Your responsibility is to:

  • identify what the client needs to understand
  • support the client in the decision-making process
  • record in writing how this was achieved, including the client’s verbatim answers to questions raised

Further guidance on techniques for assessing capacity is set out in our guide on working with clients who may lack mental capacity.

If you're not able to form a view about the client’s capacity or an assessment is required for court purposes, such as an application to the Court of Protection, you should seek the opinion of an appropriately skilled and qualified professional.

A client might object to you getting a report. If this happens and you still have serious concerns that the client lacks capacity to provide you with instructions, you should take all reasonable steps to encourage your client to get a report.

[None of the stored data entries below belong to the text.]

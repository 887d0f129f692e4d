pub mod decoder;
pub mod encoder;
pub mod seq2seq;

pub use decoder::{DecodePolicy, Decoder, DecoderCache, DecoderOutput};
pub use encoder::{Encoder, EncoderCache, EncoderOutput, PADDING_VALUE};
pub use seq2seq::{Seq2Seq, Seq2SeqCache};
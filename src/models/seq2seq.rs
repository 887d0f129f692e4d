use rand::rngs::StdRng;
use rand::Rng;

use super::decoder::{DecodePolicy, Decoder, DecoderCache, DecoderOutput};
use super::encoder::{Encoder, EncoderCache};
use crate::config::Seq2SeqConfig;
use crate::data::TokenBatch;
use crate::error::{ConfigError, ModelError};
use crate::layers::{Module, Param};
use crate::rng::rng_from_env;
use crate::tensor::Tensor;

/// An encoder and a decoder wired together. The encoder's merged final
/// hidden state seeds the decoder; gradients flow back the same way.
pub struct Seq2Seq {
    pub encoder: Encoder,
    pub decoder: Decoder,
}

pub struct Seq2SeqCache {
    encoder: EncoderCache,
    decoder: DecoderCache,
    encoder_output_shape: Vec<usize>,
}

impl Seq2Seq {
    pub fn new(config: Seq2SeqConfig) -> Result<Self, ConfigError> {
        let mut rng = rng_from_env();
        Self::with_rng(config, &mut rng)
    }

    pub fn with_rng<R: Rng + ?Sized>(config: Seq2SeqConfig, rng: &mut R) -> Result<Self, ConfigError> {
        config.validate()?;
        Ok(Self {
            encoder: Encoder::with_rng(config.encoder, rng)?,
            decoder: Decoder::with_rng(config.decoder, rng)?,
        })
    }

    pub fn forward(
        &self,
        source: &TokenBatch,
        policy: DecodePolicy<'_>,
    ) -> Result<DecoderOutput, ModelError> {
        let enc = self.encoder.forward(source)?;
        self.decoder.forward(&enc.output, &enc.hidden, policy)
    }

    /// Greedy predictions, one batch of token ids per decoder step.
    pub fn generate(&self, source: &TokenBatch) -> Result<Vec<Vec<usize>>, ModelError> {
        self.forward(source, DecodePolicy::Greedy)
            .map(|out| out.predictions)
    }

    pub fn forward_train(
        &self,
        source: &TokenBatch,
        policy: DecodePolicy<'_>,
        rng: &mut StdRng,
    ) -> Result<(DecoderOutput, Seq2SeqCache), ModelError> {
        let (enc, encoder) = self.encoder.forward_train(source, rng)?;
        let (out, decoder) = self
            .decoder
            .forward_train(&enc.output, &enc.hidden, policy, rng)?;
        let cache = Seq2SeqCache {
            encoder,
            decoder,
            encoder_output_shape: enc.output.shape,
        };
        Ok((out, cache))
    }

    /// Push `grad_logits` through the decoder and on into the encoder via the
    /// hidden-state hand-off. The decoder does not read the encoder output
    /// itself, so that path carries no gradient.
    pub fn backward(&mut self, cache: &Seq2SeqCache, grad_logits: &Tensor) -> Result<(), ModelError> {
        let grad_hidden = self.decoder.backward(&cache.decoder, grad_logits)?;
        let grad_output = Tensor::zeros(cache.encoder_output_shape.clone());
        self.encoder
            .backward(&cache.encoder, &grad_output, &grad_hidden)
    }
}

impl Module for Seq2Seq {
    fn parameters(&mut self) -> Vec<&mut Param> {
        let mut params = self.encoder.parameters();
        params.extend(self.decoder.parameters());
        params
    }
}
use criterion::{black_box, criterion_group, criterion_main, Criterion};
use gruseq::config::{DecoderConfig, EncoderConfig};
use gruseq::data::TokenBatch;
use gruseq::models::{DecodePolicy, Decoder, Encoder};
use gruseq::rng::seeded;
use rand::Rng;

fn random_batch(batch: usize, max_len: usize, vocab: usize) -> TokenBatch {
    let mut rng = seeded(42);
    let mut seqs: Vec<Vec<usize>> = (0..batch)
        .map(|_| {
            let len = rng.gen_range(1..=max_len);
            (0..len).map(|_| rng.gen_range(2..vocab)).collect()
        })
        .collect();
    seqs.sort_by(|a, b| b.len().cmp(&a.len()));
    TokenBatch::from_sequences(seqs).unwrap()
}

fn bench_gru(c: &mut Criterion) {
    let mut rng = seeded(0);
    let vocab = 64;
    let batch = random_batch(16, 24, vocab);

    let encoder = Encoder::with_rng(
        EncoderConfig::new(vocab, 32, 64).bidirectional(true).num_layers(2),
        &mut rng,
    )
    .unwrap();
    let decoder = Decoder::with_rng(DecoderConfig::new(vocab, 32, 64, 24).num_layers(2), &mut rng)
        .unwrap();

    c.bench_function("encoder_forward_bidirectional", |b| {
        b.iter(|| {
            let out = encoder.forward(black_box(&batch)).unwrap();
            black_box(out);
        });
    });

    let enc = encoder.forward(&batch).unwrap();
    c.bench_function("decoder_forward_greedy", |b| {
        b.iter(|| {
            let out = decoder
                .forward(black_box(&enc.output), black_box(&enc.hidden), DecodePolicy::Greedy)
                .unwrap();
            black_box(out);
        });
    });
}

criterion_group!(benches, bench_gru);
criterion_main!(benches);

If they still refuse, you must explain to your client in writing that you are unable to act for them, or to continue to act without a report.

You must also explain the potential legal consequences, such as a subsequent challenge and the transaction being set aside by a court.

If proceedings are being contemplated, or if you are concerned your client has lost capacity during proceedings, you can apply to the court for a determination of whether the client lacks capacity to conduct the proceedings.

The court may then order an assessment.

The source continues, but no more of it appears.